* **EXERCISE BRIEF**
When a line in the listing below contains the word "command", return a copy of that line.

━━ EXTRACTED RECORDS ━━

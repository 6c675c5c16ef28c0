// Pair-name helpers. Symbols are exchange-style concatenations such as "BTCUSDT".

static PAIR_QUOTES: &[&str] = &["USDT", "USDC", "FDUSD", "BTC", "ETH"];

/// Trims and upper-cases user input ("ethusdt " -> "ETHUSDT").
pub fn normalize_symbol(raw: &str) -> String {
    raw.trim().to_uppercase()
}

// Finds the trading quote at the end of the pair name and returns it.
pub fn get_quote(symbol: &str) -> Option<&str> {
    PAIR_QUOTES
        .iter()
        .find(|&&quote| symbol.len() > quote.len() && symbol.ends_with(quote))
        .copied()
}

pub fn get_base(symbol: &str) -> Option<&str> {
    let quote = get_quote(symbol)?;
    symbol.strip_suffix(quote)
}

/// Whether the pair is quoted in one of `suffixes`.
pub fn has_quote_suffix(symbol: &str, suffixes: &[&str]) -> bool {
    suffixes
        .iter()
        .any(|s| symbol.len() > s.len() && symbol.ends_with(s))
}

/// Identifier the configured backend uses for per-asset routes
/// (`/api/price/{id}`): the lower-cased base asset, "BTCUSDT" -> "btc".
pub fn backend_asset_id(symbol: &str) -> String {
    get_base(symbol).unwrap_or(symbol).to_lowercase()
}

#[cfg(test)]
mod tests {
    use super::*;

    #[test]
    fn splits_known_quotes() {
        assert_eq!(get_quote("BTCUSDT"), Some("USDT"));
        assert_eq!(get_base("BTCUSDT"), Some("BTC"));
        assert_eq!(get_base("ETHBTC"), Some("ETH"));
        assert_eq!(get_base("SOLFDUSD"), Some("SOL"));
        assert_eq!(get_quote("USDT"), None);
        assert_eq!(get_quote("FOOBAR"), None);
    }

    #[test]
    fn backend_id_is_lowercase_base() {
        assert_eq!(backend_asset_id("XRPUSDT"), "xrp");
        assert_eq!(backend_asset_id("WEIRD"), "weird");
        assert_eq!(normalize_symbol("  ethusdt "), "ETHUSDT");
    }

    #[test]
    fn quote_suffix_check() {
        assert!(has_quote_suffix("BTCUSDT", &["USDT"]));
        assert!(!has_quote_suffix("ETHBTC", &["USDT", "USDC"]));
        assert!(!has_quote_suffix("USDT", &["USDT"]));
    }
}
//! User settings persisted in a string-keyed store of JSON-encoded values.
//!
//! Keys: `apiEndpoint` (backend URL), `favorites` (symbol list) and
//! `portfolio` (holdings). Missing or unreadable entries fall back to defaults.

use std::collections::HashMap;
use std::path::{Path, PathBuf};

use anyhow::{Context, Result};
use serde::{Serialize, de::DeserializeOwned};

#[cfg(debug_assertions)]
use crate::config::DEBUG_FLAGS;
use crate::config::ENDPOINTS;
use crate::domain::symbol::normalize_symbol;
use crate::models::Holding;

pub const KEY_API_ENDPOINT: &str = "apiEndpoint";
pub const KEY_FAVORITES: &str = "favorites";
pub const KEY_PORTFOLIO: &str = "portfolio";

pub const DEFAULT_FAVORITES: &[&str] = &["BTCUSDT", "ETHUSDT", "SOLUSDT", "XRPUSDT"];

/// Minimal key-value persistence. Values are opaque strings (JSON in practice).
pub trait KeyValueStore {
    fn get_string(&self, key: &str) -> Option<String>;
    fn set_string(&mut self, key: &str, value: String);
}

/// In-memory store (tests, and headless runs without a settings file).
#[derive(Debug, Default, Clone)]
pub struct MemoryStore {
    entries: HashMap<String, String>,
}

impl KeyValueStore for MemoryStore {
    fn get_string(&self, key: &str) -> Option<String> {
        self.entries.get(key).cloned()
    }

    fn set_string(&mut self, key: &str, value: String) {
        self.entries.insert(key.to_string(), value);
    }
}

/// A JSON object on disk holding the same string entries.
#[derive(Debug, Clone)]
pub struct JsonFileStore {
    path: PathBuf,
    entries: HashMap<String, String>,
}

impl JsonFileStore {
    /// Opens `path`, starting empty if the file does not exist yet.
    pub fn open(path: impl Into<PathBuf>) -> Result<Self> {
        let path = path.into();
        let entries = if path.exists() {
            let text = std::fs::read_to_string(&path)
                .context(format!("Failed to read settings file: {}", path.display()))?;
            serde_json::from_str(&text)
                .context(format!("Failed to parse settings file: {}", path.display()))?
        } else {
            HashMap::new()
        };
        Ok(Self { path, entries })
    }

    pub fn path(&self) -> &Path {
        &self.path
    }

    pub fn flush(&self) -> Result<()> {
        if let Some(parent) = self.path.parent() {
            if !parent.as_os_str().is_empty() {
                std::fs::create_dir_all(parent)
                    .context(format!("Failed to create directory: {}", parent.display()))?;
            }
        }
        let text = serde_json::to_string_pretty(&self.entries)?;
        std::fs::write(&self.path, text)
            .context(format!("Failed to write settings file: {}", self.path.display()))
    }
}

impl KeyValueStore for JsonFileStore {
    fn get_string(&self, key: &str) -> Option<String> {
        self.entries.get(key).cloned()
    }

    fn set_string(&mut self, key: &str, value: String) {
        self.entries.insert(key.to_string(), value);
    }
}

#[derive(Debug, Clone, PartialEq)]
pub struct UserSettings {
    pub backend_url: String,
    pub favorites: Vec<String>,
    pub holdings: Vec<Holding>,
}

impl Default for UserSettings {
    fn default() -> Self {
        Self {
            backend_url: ENDPOINTS.backend.base_url.to_string(),
            favorites: DEFAULT_FAVORITES.iter().map(|s| s.to_string()).collect(),
            holdings: Vec::new(),
        }
    }
}

impl UserSettings {
    pub fn load<S: KeyValueStore + ?Sized>(store: &S) -> Self {
        let defaults = Self::default();

        // The endpoint has historically been stored as a bare string as well as JSON.
        let backend_url = store
            .get_string(KEY_API_ENDPOINT)
            .map(|raw| serde_json::from_str::<String>(&raw).unwrap_or(raw))
            .map(|url| url.trim().trim_end_matches('/').to_string())
            .filter(|url| !url.is_empty())
            .unwrap_or(defaults.backend_url);

        let favorites = read_json::<Vec<String>, S>(store, KEY_FAVORITES)
            .map(|list| {
                list.iter()
                    .map(|s| normalize_symbol(s))
                    .filter(|s| !s.is_empty())
                    .collect::<Vec<_>>()
            })
            .filter(|list| !list.is_empty())
            .unwrap_or(defaults.favorites);

        let holdings = read_json::<Vec<Holding>, S>(store, KEY_PORTFOLIO).unwrap_or_default();

        Self {
            backend_url,
            favorites,
            holdings,
        }
    }

    pub fn save<S: KeyValueStore + ?Sized>(&self, store: &mut S) {
        write_json(store, KEY_API_ENDPOINT, &self.backend_url);
        write_json(store, KEY_FAVORITES, &self.favorites);
        write_json(store, KEY_PORTFOLIO, &self.holdings);
    }

    /// Parses a comma-separated favorites field ("btcusdt, eth usdt").
    /// Returns `None` when nothing usable is left, leaving the old list in place.
    pub fn parse_favorites(input: &str) -> Option<Vec<String>> {
        let list: Vec<String> = input
            .split(',')
            .map(|s| normalize_symbol(&s.replace(' ', "")))
            .filter(|s| !s.is_empty())
            .collect();
        (!list.is_empty()).then_some(list)
    }
}

fn read_json<T: DeserializeOwned, S: KeyValueStore + ?Sized>(store: &S, key: &str) -> Option<T> {
    let raw = store.get_string(key)?;
    match serde_json::from_str(&raw) {
        Ok(value) => Some(value),
        Err(e) => {
            log::warn!("⚠️  Ignoring unreadable setting '{}': {}", key, e);
            None
        }
    }
}

fn write_json<T: Serialize + ?Sized, S: KeyValueStore + ?Sized>(store: &mut S, key: &str, value: &T) {
    match serde_json::to_string(value) {
        Ok(json) => {
            #[cfg(debug_assertions)]
            if DEBUG_FLAGS.print_settings_serde {
                log::info!("[settings] {} <- {}", key, json);
            }
            store.set_string(key, json);
        }
        Err(e) => log::error!("Failed to encode setting '{}': {}", key, e),
    }
}

#[cfg(test)]
mod tests {
    use super::*;

    #[test]
    fn empty_store_yields_defaults() {
        let settings = UserSettings::load(&MemoryStore::default());
        assert_eq!(settings, UserSettings::default());
        assert_eq!(settings.favorites[0], "BTCUSDT");
    }

    #[test]
    fn round_trips_through_store() {
        let mut store = MemoryStore::default();
        let settings = UserSettings {
            backend_url: "http://localhost:8000".to_string(),
            favorites: vec!["ADAUSDT".to_string()],
            holdings: vec![Holding {
                symbol: "ADAUSDT".to_string(),
                quantity: 10.0,
                cost_basis: 0.5,
            }],
        };
        settings.save(&mut store);
        assert_eq!(
            store.get_string(KEY_FAVORITES).as_deref(),
            Some(r#"["ADAUSDT"]"#)
        );
        assert_eq!(UserSettings::load(&store), settings);
    }

    #[test]
    fn bare_endpoint_string_and_bad_json_are_tolerated() {
        let mut store = MemoryStore::default();
        store.set_string(KEY_API_ENDPOINT, "http://example.test/".to_string());
        store.set_string(KEY_FAVORITES, "not json".to_string());
        let settings = UserSettings::load(&store);
        assert_eq!(settings.backend_url, "http://example.test");
        assert_eq!(settings.favorites.len(), DEFAULT_FAVORITES.len());
    }

    #[test]
    fn favorites_field_parsing() {
        assert_eq!(
            UserSettings::parse_favorites(" btcusdt, eth usdt ,,"),
            Some(vec!["BTCUSDT".to_string(), "ETHUSDT".to_string()])
        );
        assert_eq!(UserSettings::parse_favorites(" , "), None);
    }

    #[test]
    fn json_file_store_persists() {
        let path = std::env::temp_dir().join(format!("pulse_dash_settings_{}.json", std::process::id()));
        let _ = std::fs::remove_file(&path);

        let mut store = JsonFileStore::open(&path).unwrap();
        store.set_string(KEY_FAVORITES, r#"["DOGEUSDT"]"#.to_string());
        store.flush().unwrap();

        let reopened = JsonFileStore::open(&path).unwrap();
        assert_eq!(UserSettings::load(&reopened).favorites, vec!["DOGEUSDT".to_string()]);
        let _ = std::fs::remove_file(&path);
    }
}
//! Main entry point for the govisit-watch binary
//!
//! Wires the real services together and maps the run status to the process
//! exit code: only a session-level fault (or failure to acquire a browser
//! session at all) fails the run; per-branch problems only show up in the
//! mailed report.

use std::path::PathBuf;

use clap::Parser;
use tracing::{info, warn};

use govisit_watch::{
    config::{self, CheckerConfig, MailConfig},
    logging,
    services::{run_gate, SmtpReportSender, WebDriverBrowser},
    Checker, CheckerError, CheckerResult, RunStatus,
};

/// Checks the GoVisit booking page for open appointment slots and mails a
/// summary report
#[derive(Parser)]
#[command(name = "govisit-watch")]
#[command(about = "Checks GoVisit bureaus for open appointment slots and mails a report")]
pub struct Args {
    /// Log level (trace, debug, info, warn, error)
    #[arg(long, default_value = "info")]
    pub log_level: String,

    /// Booking page to check
    #[arg(long, default_value = config::DEFAULT_TARGET_URL)]
    pub url: String,

    /// Bureau display names to check, in report order
    #[arg(long, value_delimiter = ',')]
    pub branches: Vec<String>,

    /// WebDriver endpoint (a running chromedriver)
    #[arg(long, default_value = config::DEFAULT_WEBDRIVER_URL)]
    pub webdriver: String,

    /// Control file consulted before running
    #[arg(long, default_value = config::DEFAULT_CONTROL_FILE)]
    pub control_file: PathBuf,

    /// Print the check result as JSON to stdout after the run
    #[arg(long)]
    pub print_json: bool,
}

#[tokio::main]
async fn main() -> CheckerResult<()> {
    let args = Args::parse();
    logging::init(&args.log_level);

    if !run_gate::should_run(&args.control_file).await {
        info!(
            file = %args.control_file.display(),
            "disabled by control file, skipping this run"
        );
        return Ok(());
    }

    let branch_names = if args.branches.is_empty() {
        CheckerConfig::default_branches()
    } else {
        args.branches
    };
    let config = CheckerConfig::new(args.url, branch_names, args.webdriver)?;
    let mail = MailConfig::from_env()?;

    let browser = WebDriverBrowser::new(config.webdriver_url.clone());
    let reporter = SmtpReportSender::new(mail, config.target_url.clone());
    let checker = Checker::new(config, browser, reporter);

    let (result, status) = checker.run().await?;

    if args.print_json {
        println!("{}", serde_json::to_string_pretty(&result)?);
    }

    match status {
        RunStatus::Completed => {
            info!(
                available = result.available.len(),
                unavailable = result.unavailable.len(),
                errors = result.errors.len(),
                "run complete"
            );
            Ok(())
        }
        RunStatus::SessionFault => {
            warn!("run failed before any branch could be checked");
            Err(CheckerError::SessionFault {
                message: result
                    .errors
                    .first()
                    .cloned()
                    .unwrap_or_else(|| "unknown session fault".to_string()),
            })
        }
    }
}
//! Branch availability classification
//!
//! Turns raw page observations into exactly one [`BranchOutcome`] per
//! branch. All page-layer faults are absorbed here: a broken control for
//! one branch must never abort the scan of the remaining branches.

use tracing::{debug, warn};

use crate::traits::PageSession;
use crate::types::{BranchOutcome, BranchQuery, MatchMode, DATE_HINT_PLACEHOLDER};

/// Classifies one branch at a time against an already-settled page
#[derive(Clone, Copy, Debug)]
pub struct Classifier {
    mode: MatchMode,
}

impl Classifier {
    pub fn new(mode: MatchMode) -> Self {
        Self { mode }
    }

    /// Inspect one branch's control and classify its availability
    ///
    /// Never returns an error: page faults become
    /// [`BranchOutcome::CheckError`], an absent control becomes
    /// [`BranchOutcome::NotFound`].
    pub async fn classify(
        &self,
        page: &mut dyn PageSession,
        query: &BranchQuery,
    ) -> BranchOutcome {
        match self.classify_inner(page, query).await {
            Ok(outcome) => outcome,
            Err(err) => {
                warn!(branch = %query.name, error = %err, "branch check failed");
                BranchOutcome::CheckError {
                    name: query.name.clone(),
                    message: err.to_string(),
                }
            }
        }
    }

    async fn classify_inner(
        &self,
        page: &mut dyn PageSession,
        query: &BranchQuery,
    ) -> crate::error::CheckerResult<BranchOutcome> {
        let control = match page.find_branch_control(query, self.mode).await? {
            Some(control) => control,
            None => {
                debug!(branch = %query.name, "no element matching branch name");
                return Ok(BranchOutcome::NotFound {
                    name: query.name.clone(),
                });
            }
        };

        // aria-disabled="false" is the only reading that means bookable;
        // a missing or ambiguous attribute counts as unavailable.
        if control.disabled_attr.as_deref() != Some("false") {
            debug!(branch = %query.name, attr = ?control.disabled_attr, "branch unavailable");
            return Ok(BranchOutcome::Unavailable {
                name: query.name.clone(),
            });
        }

        // The date hint is advisory; its absence is not an error.
        let date_hint = match page.find_date_hint(query, self.mode).await {
            Ok(Some(text)) => text,
            Ok(None) => DATE_HINT_PLACEHOLDER.to_string(),
            Err(err) => {
                debug!(branch = %query.name, error = %err, "date hint lookup failed");
                DATE_HINT_PLACEHOLDER.to_string()
            }
        };

        debug!(branch = %query.name, date_hint = %date_hint, "branch available");
        Ok(BranchOutcome::Available {
            name: query.name.clone(),
            date_hint,
        })
    }
}

impl Default for Classifier {
    fn default() -> Self {
        Self::new(MatchMode::default())
    }
}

━━━

* **EXERCISE OUTPUT**
#[command(name = "govisit-watch")]
#[command(about = "Checks GoVisit bureaus for open appointment slots and mails a report")]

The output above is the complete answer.